En la clínica psicoanalítica hay un momento inconfundible. El analizante ha asociado y asociado, pero llega un momento en que ya no rememora más. El saber tiene entonces sus límites. Hasta ese momento el saber surgente había producido una sensación de logro, reinaba una sensación de expansión y crecimiento, debida al recorrido positivo del trabajo. Hablamos entonces de transferencia positiva: ese amor por las palabras que une a dos parlantes durante el breve espacio de las sesiones. La atmósfera amorosa es tangible a los fines de la labor. Pero tarde o temprano se produce otro clima. No es ya el discurso fracturado que había permitido, inicialmente, la producción de un saber. Esta encrucijada, este final de la secuencia discursiva, es una debacle que se produce cuando el saber se agota.

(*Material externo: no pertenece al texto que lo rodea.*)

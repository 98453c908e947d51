//! Event detectors.
//!
//! An [`EventDetector`] bundles an indicator closure, its immutable
//! configuration, a reaction handler, an optional veto filter and the
//! run-scoped [`TrackingState`]. Variants are built by composing closures
//! and decorators rather than by subtyping.

use std::fmt;
use std::rc::Rc;

use crate::config::{DetectorConfig, SlopeSelection};
use crate::error::{EventError, EventResult};
use crate::handler::{Action, EventHandler, StopOnEvent};
use crate::indicator::{Indicator, IndicatorError};
use crate::state::{Arity, Snapshot, TrajectoryState};
use crate::tracking::TrackingState;

type FilterFn<S> = Rc<dyn Fn(&Snapshot<S>, bool, bool) -> bool>;

/// A watched indicator function together with everything needed to react
/// to its zero crossings.
pub struct EventDetector<S: TrajectoryState> {
    name: String,
    config: DetectorConfig,
    indicator: Indicator<S>,
    handler: Box<dyn EventHandler<S>>,
    filter: Option<FilterFn<S>>,
    tracking: TrackingState,
}

impl<S: TrajectoryState> fmt::Debug for EventDetector<S> {
    fn fmt(&self, f: &mut fmt::Formatter<'_>) -> fmt::Result {
        f.debug_struct("EventDetector")
            .field("name", &self.name)
            .field("config", &self.config)
            .field("arity", &self.indicator.arity())
            .field("filtered", &self.filter.is_some())
            .field("tracking", &self.tracking)
            .finish()
    }
}

/// Produces an independent detector: same configuration, indicator and
/// filter, a cloned handler, and a fresh tracking state.
impl<S: TrajectoryState> Clone for EventDetector<S> {
    fn clone(&self) -> Self {
        Self {
            name: self.name.clone(),
            config: self.config,
            indicator: self.indicator.clone(),
            handler: self.handler.clone_handler(),
            filter: self.filter.clone(),
            tracking: TrackingState::default(),
        }
    }
}

impl<S: TrajectoryState> EventDetector<S> {
    /// Detector stopping on every crossing of `indicator`.
    pub fn new(name: impl Into<String>, config: DetectorConfig, indicator: Indicator<S>) -> Self {
        Self {
            name: name.into(),
            config,
            indicator,
            handler: Box::new(StopOnEvent),
            filter: None,
            tracking: TrackingState::default(),
        }
    }

    /// Detector on a single-entity closure.
    pub fn from_fn<F>(name: impl Into<String>, config: DetectorConfig, g: F) -> Self
    where
        F: Fn(&S) -> f64 + 'static,
    {
        Self::new(name, config, Indicator::from_fn(g))
    }

    /// Replace the reaction handler.
    pub fn with_handler(mut self, handler: impl EventHandler<S> + 'static) -> Self {
        self.handler = Box::new(handler);
        self
    }

    /// Replace the reaction handler with an already boxed one.
    pub fn with_boxed_handler(mut self, handler: Box<dyn EventHandler<S>>) -> Self {
        self.handler = handler;
        self
    }

    /// Install a veto: crossings for which `filter(state, increasing, forward)`
    /// returns `true` are discarded without invoking the handler.
    pub fn with_filter<F>(mut self, filter: F) -> Self
    where
        F: Fn(&Snapshot<S>, bool, bool) -> bool + 'static,
    {
        self.filter = Some(Rc::new(filter));
        self
    }

    /// Restrict the crossings the detector reacts to.
    pub fn with_slope(mut self, slope: SlopeSelection) -> Self {
        self.config = self.config.with_slope(slope);
        self
    }

    /// Rename the detector.
    pub fn named(mut self, name: impl Into<String>) -> Self {
        self.name = name.into();
        self
    }

    /// A detector watching a different indicator with the same handler and
    /// filter. Used by decorators.
    pub(crate) fn rewrapped(
        &self,
        name: impl Into<String>,
        config: DetectorConfig,
        indicator: Indicator<S>,
    ) -> Self {
        Self {
            name: name.into(),
            config,
            indicator,
            handler: self.handler.clone_handler(),
            filter: self.filter.clone(),
            tracking: TrackingState::default(),
        }
    }

    /// Detector name, used in diagnostics and event records.
    pub fn name(&self) -> &str {
        &self.name
    }

    /// Configuration
    pub fn config(&self) -> &DetectorConfig {
        &self.config
    }

    /// The watched indicator
    pub fn indicator(&self) -> &Indicator<S> {
        &self.indicator
    }

    /// State cardinality the detector consumes
    pub fn arity(&self) -> Arity {
        self.indicator.arity()
    }

    /// Maximum sampling period [s]
    pub fn max_check_interval(&self) -> f64 {
        self.config.max_check_interval()
    }

    /// Convergence threshold [s]
    pub fn threshold(&self) -> f64 {
        self.config.threshold()
    }

    /// Root refinement iteration budget
    pub fn max_iteration_count(&self) -> usize {
        self.config.max_iteration_count()
    }

    /// Which crossings are visible
    pub fn slope_selection(&self) -> SlopeSelection {
        self.config.slope_selection()
    }

    /// Run-scoped bookkeeping
    pub fn tracking(&self) -> &TrackingState {
        &self.tracking
    }

    pub(crate) fn tracking_mut(&mut self) -> &mut TrackingState {
        &mut self.tracking
    }

    /// Evaluate the indicator.
    ///
    /// Fails with [`EventError::ContractMismatch`] when handed a state of
    /// the wrong cardinality and with [`EventError::Evaluation`] when the
    /// indicator cannot be computed or yields a non-finite value.
    pub fn g(&self, state: &Snapshot<S>) -> EventResult<f64> {
        let t = state.time();
        match self.indicator.value(state) {
            Ok(g) if g.is_finite() => Ok(g),
            Ok(g) => Err(EventError::Evaluation {
                detector: self.name.clone(),
                t,
                reason: format!("indicator returned {g}"),
            }),
            Err(IndicatorError::Arity { expected, found }) => Err(EventError::ContractMismatch {
                detector: self.name.clone(),
                expected,
                found,
            }),
            Err(e) => Err(EventError::Evaluation {
                detector: self.name.clone(),
                t,
                reason: e.to_string(),
            }),
        }
    }

    /// Evaluate and count.
    pub(crate) fn sample(&mut self, state: &Snapshot<S>) -> EventResult<f64> {
        self.tracking.count_call();
        self.g(state)
    }

    /// Fail fast if the detector cannot consume snapshots of this arity.
    pub(crate) fn check_arity(&self, found: Arity) -> EventResult<()> {
        if self.arity() == found {
            Ok(())
        } else {
            Err(EventError::ContractMismatch {
                detector: self.name.clone(),
                expected: self.arity(),
                found,
            })
        }
    }

    /// Start a run from `initial` towards `target`, discarding any
    /// previous tracking state.
    pub fn init(&mut self, initial: &Snapshot<S>, target: f64) -> EventResult<()> {
        self.check_arity(initial.arity())?;
        let t0 = initial.time();
        self.tracking.reset(target >= t0);
        self.handler.init(initial, target);
        self.prime(initial)
    }

    /// Take a first sample at `state` without touching the handler.
    pub(crate) fn prime(&mut self, state: &Snapshot<S>) -> EventResult<()> {
        let g0 = self.sample(state)?;
        let positive = if g0 != 0.0 {
            g0 > 0.0
        } else {
            // starting exactly on a root: take the sign just ahead
            let dt = self.tracking.direction() * self.threshold();
            let ahead = self.sample(&state.shifted_by(dt))?;
            ahead >= 0.0
        };
        self.tracking.prime(state.time(), g0, positive);
        Ok(())
    }

    /// Re-prime after the run restarted at `state` because of this
    /// detector's own crossing, which left the indicator on the
    /// `after_positive` side.
    pub(crate) fn prime_after_own_event(
        &mut self,
        state: &Snapshot<S>,
        after_positive: bool,
    ) -> EventResult<()> {
        let te = state.time();
        let g = self.sample(state)?;
        if self.tracking.sign_of(g) == after_positive || g == 0.0 {
            self.tracking.record_event(te, te, g, after_positive);
            return Ok(());
        }
        let dt = self.tracking.direction() * self.threshold();
        let ahead = self.sample(&state.shifted_by(dt))?;
        if (ahead > 0.0) == after_positive {
            self.tracking.record_event(te, te, g, after_positive);
        } else {
            // the new state genuinely sits before the crossing again
            self.tracking.prime(te, g, g > 0.0);
        }
        Ok(())
    }

    /// Reaction callback. Also settles whether the detector should be
    /// deregistered afterwards.
    pub fn event_occurred(&mut self, state: &Snapshot<S>, increasing: bool, forward: bool) -> Action {
        let action = self.handler.event_occurred(state, increasing, forward);
        let remove = self.config.removes_after(increasing) || self.handler.should_be_removed();
        self.tracking.set_pending_removal(remove);
        action
    }

    /// Whether the last handled crossing deregisters the detector.
    pub fn should_be_removed(&self) -> bool {
        self.tracking.pending_removal()
    }

    /// Secondary veto; `true` discards the crossing.
    pub fn filter_event(&self, state: &Snapshot<S>, increasing: bool, forward: bool) -> bool {
        self.filter
            .as_ref()
            .is_some_and(|f| f(state, increasing, forward))
    }

    /// Replacement state after [`Action::ResetState`].
    pub fn reset_state(&mut self, old: &Snapshot<S>) -> EventResult<Snapshot<S>> {
        let new = self.handler.reset_state(old);
        if new.arity() != old.arity() {
            return Err(EventError::ContractMismatch {
                detector: self.name.clone(),
                expected: old.arity(),
                found: new.arity(),
            });
        }
        Ok(new)
    }
}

No se trata de cualquier silencio, sino de uno muy especial. Es un clima rarificado el que se presenta cuando hay una transferencia negativa. Hay una atmósfera de amenaza, también. Algo ominoso parece estar por precipitarse; hay una tensión de alerta previa. Parecería que todo se concentrase y transfigurase allí mismo. Acontece algo indisoluble, totalizado, único... que es una casi nada, inaprensible; algo sobrante, estorbante, pero que se acompaña por la sensación de que allí se juegan muchas cosas importantes, que dependen de una respuesta. Descriptivamente parece no tener importancia: es un detalle, una tontería, algo efímero y lateral. No pasa casi nada, o pasa muchísimo. Porque en esa pregunta se juega todo el mundo de la transferencia y de la repetición, de la relación de ese sujeto con el fantasma que gobierna su mundo; pero no como un saber dialectizado, de asociaciones y combinatoria, sino como un punto opaco, ominoso, denso. Todo el análisis ha ido a parar ahí, concentrado en un segundo de detención eternizada, hasta que, un instante después, aparece la urgencia centrífuga hacia la actuación: se lanza el resorte del fantasma, se enciende la repetición, nadie sabe qué pasa, cuando quieren darse cuenta ya es tarde. El silencio insoportable lo auguraba. Lo que se había detenido, concentrado, se desencadena por completo: la escena. Pues lo que se desencadena es siempre muy escenográfico, es una vieja acción repetida. A veces se dice que la rememoración transcurre en la juntura de lo imaginario con lo simbólico: en esta escena está lo real de lo imaginario.
* Psicoanalista.
Texto extractado del trabajo
“La opacidad de la transferencia y el acto analítico: ese momento inconfundible”, que se publicará en el próximo número de la revista Imago-Agenda.